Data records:
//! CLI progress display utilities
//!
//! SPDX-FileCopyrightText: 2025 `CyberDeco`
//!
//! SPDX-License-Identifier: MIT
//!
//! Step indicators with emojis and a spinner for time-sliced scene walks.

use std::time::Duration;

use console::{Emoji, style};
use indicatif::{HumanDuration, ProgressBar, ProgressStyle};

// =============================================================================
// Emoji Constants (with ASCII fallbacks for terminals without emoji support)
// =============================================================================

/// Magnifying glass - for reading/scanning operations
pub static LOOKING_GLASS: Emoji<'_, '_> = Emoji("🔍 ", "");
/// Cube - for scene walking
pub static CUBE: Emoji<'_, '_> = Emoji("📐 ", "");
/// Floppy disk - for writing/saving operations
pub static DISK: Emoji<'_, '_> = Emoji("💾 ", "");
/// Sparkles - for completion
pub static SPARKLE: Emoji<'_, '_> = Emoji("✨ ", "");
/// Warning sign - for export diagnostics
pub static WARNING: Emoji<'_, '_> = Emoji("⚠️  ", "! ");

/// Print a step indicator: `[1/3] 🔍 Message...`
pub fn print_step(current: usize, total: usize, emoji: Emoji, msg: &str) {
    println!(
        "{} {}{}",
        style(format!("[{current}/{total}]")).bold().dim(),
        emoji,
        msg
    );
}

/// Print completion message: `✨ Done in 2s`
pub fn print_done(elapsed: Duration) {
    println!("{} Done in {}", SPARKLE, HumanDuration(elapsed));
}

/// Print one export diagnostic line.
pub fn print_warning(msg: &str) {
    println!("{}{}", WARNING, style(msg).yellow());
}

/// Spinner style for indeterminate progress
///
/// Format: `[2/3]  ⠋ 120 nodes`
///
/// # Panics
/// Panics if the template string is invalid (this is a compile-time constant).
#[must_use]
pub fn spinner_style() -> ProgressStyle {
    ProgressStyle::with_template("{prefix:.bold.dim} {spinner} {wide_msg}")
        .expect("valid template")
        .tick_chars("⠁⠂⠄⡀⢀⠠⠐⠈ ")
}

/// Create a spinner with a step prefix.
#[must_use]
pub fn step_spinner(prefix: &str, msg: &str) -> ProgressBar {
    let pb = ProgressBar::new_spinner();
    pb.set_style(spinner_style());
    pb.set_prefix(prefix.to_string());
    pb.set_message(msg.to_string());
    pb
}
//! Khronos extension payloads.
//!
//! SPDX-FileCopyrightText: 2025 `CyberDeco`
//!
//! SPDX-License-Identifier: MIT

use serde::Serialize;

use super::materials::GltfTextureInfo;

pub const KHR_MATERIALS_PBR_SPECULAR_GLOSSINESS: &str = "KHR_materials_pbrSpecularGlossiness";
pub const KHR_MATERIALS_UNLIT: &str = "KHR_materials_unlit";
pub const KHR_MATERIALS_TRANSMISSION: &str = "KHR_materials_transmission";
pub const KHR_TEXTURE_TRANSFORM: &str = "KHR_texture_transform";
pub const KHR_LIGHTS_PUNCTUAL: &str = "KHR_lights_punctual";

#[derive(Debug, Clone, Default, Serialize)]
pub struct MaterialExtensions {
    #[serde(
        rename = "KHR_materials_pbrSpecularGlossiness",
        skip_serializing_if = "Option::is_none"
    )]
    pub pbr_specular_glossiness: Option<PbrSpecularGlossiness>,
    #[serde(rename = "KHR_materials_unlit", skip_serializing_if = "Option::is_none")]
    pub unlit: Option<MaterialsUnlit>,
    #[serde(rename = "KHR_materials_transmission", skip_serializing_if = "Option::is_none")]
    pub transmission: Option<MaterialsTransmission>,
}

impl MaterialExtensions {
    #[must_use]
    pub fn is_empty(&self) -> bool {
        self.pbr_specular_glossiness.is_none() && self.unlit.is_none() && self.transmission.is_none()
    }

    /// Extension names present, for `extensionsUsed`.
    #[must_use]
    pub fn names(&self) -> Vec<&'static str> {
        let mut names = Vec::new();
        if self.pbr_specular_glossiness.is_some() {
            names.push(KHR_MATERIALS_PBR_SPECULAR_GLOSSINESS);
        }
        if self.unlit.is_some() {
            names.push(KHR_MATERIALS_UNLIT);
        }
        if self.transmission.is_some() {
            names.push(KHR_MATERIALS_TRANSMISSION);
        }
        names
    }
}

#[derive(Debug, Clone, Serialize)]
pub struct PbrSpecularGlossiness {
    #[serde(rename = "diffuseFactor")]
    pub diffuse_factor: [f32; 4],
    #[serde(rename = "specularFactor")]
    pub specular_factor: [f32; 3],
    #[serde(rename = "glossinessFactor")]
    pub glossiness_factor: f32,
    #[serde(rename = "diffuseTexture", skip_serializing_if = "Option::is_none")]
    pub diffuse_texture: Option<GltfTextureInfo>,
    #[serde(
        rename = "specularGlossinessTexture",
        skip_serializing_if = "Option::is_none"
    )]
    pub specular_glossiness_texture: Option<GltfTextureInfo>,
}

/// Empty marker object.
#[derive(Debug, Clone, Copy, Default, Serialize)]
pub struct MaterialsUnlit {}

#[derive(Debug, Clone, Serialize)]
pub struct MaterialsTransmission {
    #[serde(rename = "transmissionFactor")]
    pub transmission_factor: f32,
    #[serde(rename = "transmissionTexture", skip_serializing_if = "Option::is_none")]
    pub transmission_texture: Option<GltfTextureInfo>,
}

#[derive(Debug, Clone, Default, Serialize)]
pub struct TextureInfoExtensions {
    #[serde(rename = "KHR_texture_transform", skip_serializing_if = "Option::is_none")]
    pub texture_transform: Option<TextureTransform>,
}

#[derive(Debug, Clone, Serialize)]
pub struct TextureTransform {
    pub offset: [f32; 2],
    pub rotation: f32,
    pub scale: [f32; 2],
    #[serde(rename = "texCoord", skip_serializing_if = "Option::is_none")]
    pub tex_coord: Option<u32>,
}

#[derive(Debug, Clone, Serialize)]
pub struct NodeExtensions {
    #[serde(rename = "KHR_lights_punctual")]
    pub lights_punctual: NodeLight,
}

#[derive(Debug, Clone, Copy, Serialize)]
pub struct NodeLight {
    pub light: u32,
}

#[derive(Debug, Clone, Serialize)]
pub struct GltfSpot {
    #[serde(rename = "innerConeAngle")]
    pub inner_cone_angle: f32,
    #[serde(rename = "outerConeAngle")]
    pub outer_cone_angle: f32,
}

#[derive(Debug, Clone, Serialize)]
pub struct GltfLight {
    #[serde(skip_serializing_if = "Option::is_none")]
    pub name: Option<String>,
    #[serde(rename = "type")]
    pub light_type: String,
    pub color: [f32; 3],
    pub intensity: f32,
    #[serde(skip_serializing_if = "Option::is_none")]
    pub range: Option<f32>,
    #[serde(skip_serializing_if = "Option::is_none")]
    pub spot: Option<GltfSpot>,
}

---

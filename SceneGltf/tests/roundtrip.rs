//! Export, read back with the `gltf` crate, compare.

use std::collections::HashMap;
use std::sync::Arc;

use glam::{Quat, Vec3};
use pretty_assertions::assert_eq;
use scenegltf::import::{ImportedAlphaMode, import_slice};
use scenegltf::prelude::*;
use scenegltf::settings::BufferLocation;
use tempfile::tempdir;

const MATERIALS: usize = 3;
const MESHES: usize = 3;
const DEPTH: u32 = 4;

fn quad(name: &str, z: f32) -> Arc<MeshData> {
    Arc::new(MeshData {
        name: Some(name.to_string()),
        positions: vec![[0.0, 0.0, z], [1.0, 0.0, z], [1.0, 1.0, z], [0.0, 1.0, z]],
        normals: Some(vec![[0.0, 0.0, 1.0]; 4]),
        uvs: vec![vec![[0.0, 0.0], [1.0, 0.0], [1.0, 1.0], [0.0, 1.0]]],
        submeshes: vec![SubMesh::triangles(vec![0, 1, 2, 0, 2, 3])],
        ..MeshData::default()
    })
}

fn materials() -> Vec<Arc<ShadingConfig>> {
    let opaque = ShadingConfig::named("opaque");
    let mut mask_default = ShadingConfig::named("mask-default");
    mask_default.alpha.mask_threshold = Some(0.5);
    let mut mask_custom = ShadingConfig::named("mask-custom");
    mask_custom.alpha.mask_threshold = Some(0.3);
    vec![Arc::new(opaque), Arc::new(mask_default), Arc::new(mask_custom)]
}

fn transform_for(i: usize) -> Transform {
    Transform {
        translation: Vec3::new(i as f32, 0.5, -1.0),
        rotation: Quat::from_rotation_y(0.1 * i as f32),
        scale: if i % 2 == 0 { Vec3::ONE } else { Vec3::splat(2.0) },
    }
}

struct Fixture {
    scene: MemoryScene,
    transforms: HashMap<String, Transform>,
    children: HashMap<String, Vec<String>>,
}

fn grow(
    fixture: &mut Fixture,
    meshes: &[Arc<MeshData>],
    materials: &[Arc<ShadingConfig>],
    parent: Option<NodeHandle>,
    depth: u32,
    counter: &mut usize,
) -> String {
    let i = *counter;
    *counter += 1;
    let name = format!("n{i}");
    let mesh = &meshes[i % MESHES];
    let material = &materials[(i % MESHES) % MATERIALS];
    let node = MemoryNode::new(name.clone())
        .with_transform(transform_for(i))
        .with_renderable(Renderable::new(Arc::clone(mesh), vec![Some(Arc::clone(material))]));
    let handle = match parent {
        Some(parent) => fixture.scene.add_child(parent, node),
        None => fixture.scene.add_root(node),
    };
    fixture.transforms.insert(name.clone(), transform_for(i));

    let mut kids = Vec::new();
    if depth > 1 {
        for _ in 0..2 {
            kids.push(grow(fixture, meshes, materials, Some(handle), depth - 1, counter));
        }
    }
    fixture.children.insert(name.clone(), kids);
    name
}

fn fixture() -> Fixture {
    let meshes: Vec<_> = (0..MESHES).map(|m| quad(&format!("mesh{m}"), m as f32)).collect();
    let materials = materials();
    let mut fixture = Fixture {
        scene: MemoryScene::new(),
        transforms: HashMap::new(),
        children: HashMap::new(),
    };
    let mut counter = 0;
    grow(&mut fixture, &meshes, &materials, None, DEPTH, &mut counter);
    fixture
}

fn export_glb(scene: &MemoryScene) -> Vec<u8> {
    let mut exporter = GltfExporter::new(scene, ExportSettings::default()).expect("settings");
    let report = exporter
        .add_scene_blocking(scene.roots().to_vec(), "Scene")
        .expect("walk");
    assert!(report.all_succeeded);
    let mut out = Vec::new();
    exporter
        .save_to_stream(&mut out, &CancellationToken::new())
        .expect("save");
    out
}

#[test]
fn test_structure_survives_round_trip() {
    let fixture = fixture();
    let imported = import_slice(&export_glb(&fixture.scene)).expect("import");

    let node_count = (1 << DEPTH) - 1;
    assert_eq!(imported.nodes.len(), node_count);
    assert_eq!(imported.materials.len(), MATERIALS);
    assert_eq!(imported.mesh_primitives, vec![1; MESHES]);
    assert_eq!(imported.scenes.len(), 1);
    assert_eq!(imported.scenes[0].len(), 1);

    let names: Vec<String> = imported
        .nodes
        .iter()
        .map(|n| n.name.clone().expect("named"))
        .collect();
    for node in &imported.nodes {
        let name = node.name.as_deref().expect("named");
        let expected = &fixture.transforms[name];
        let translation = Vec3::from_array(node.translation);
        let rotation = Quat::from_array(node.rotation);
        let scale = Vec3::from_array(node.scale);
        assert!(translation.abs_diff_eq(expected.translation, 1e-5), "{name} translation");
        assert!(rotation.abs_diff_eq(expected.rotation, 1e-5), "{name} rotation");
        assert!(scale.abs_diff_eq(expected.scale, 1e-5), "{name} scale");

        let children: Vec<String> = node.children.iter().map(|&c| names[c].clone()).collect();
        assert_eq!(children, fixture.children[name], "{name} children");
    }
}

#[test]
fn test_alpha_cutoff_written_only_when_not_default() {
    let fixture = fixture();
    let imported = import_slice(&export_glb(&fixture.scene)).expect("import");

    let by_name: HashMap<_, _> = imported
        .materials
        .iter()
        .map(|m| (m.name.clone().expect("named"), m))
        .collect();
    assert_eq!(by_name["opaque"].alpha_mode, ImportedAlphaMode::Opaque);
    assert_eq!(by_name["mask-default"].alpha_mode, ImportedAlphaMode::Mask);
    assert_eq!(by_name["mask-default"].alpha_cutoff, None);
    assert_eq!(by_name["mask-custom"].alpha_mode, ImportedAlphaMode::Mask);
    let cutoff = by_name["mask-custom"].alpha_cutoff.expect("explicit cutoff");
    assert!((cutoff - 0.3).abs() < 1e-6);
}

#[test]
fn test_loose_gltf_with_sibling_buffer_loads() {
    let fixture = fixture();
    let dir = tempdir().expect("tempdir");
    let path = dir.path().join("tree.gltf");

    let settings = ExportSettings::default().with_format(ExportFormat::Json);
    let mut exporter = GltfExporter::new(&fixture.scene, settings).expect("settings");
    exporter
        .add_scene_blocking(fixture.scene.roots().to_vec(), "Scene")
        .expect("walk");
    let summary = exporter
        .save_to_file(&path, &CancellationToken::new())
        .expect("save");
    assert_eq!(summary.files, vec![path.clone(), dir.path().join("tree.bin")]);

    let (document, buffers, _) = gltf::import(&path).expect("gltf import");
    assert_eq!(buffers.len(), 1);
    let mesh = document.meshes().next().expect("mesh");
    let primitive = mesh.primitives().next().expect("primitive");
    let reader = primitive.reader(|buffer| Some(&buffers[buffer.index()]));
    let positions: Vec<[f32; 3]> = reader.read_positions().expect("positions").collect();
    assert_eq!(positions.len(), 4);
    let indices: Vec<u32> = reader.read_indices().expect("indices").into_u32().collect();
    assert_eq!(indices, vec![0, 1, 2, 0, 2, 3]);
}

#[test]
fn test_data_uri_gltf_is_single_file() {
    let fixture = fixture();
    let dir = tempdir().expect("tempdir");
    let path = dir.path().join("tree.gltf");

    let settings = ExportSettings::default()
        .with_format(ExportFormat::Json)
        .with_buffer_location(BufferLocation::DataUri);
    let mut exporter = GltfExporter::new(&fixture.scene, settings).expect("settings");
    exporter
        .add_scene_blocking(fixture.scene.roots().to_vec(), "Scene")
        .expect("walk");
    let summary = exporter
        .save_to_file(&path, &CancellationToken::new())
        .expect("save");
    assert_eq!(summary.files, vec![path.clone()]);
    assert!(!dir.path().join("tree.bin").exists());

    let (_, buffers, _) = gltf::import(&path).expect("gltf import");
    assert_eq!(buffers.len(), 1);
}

### To do
Once you have identified the lines above that contain "translation", copy each of them.

### Exercise result
        translation: Vec3::new(i as f32, 0.5, -1.0),
        let translation = Vec3::from_array(node.translation);
        assert!(translation.abs_diff_eq(expected.translation, 1e-5), "{name} translation");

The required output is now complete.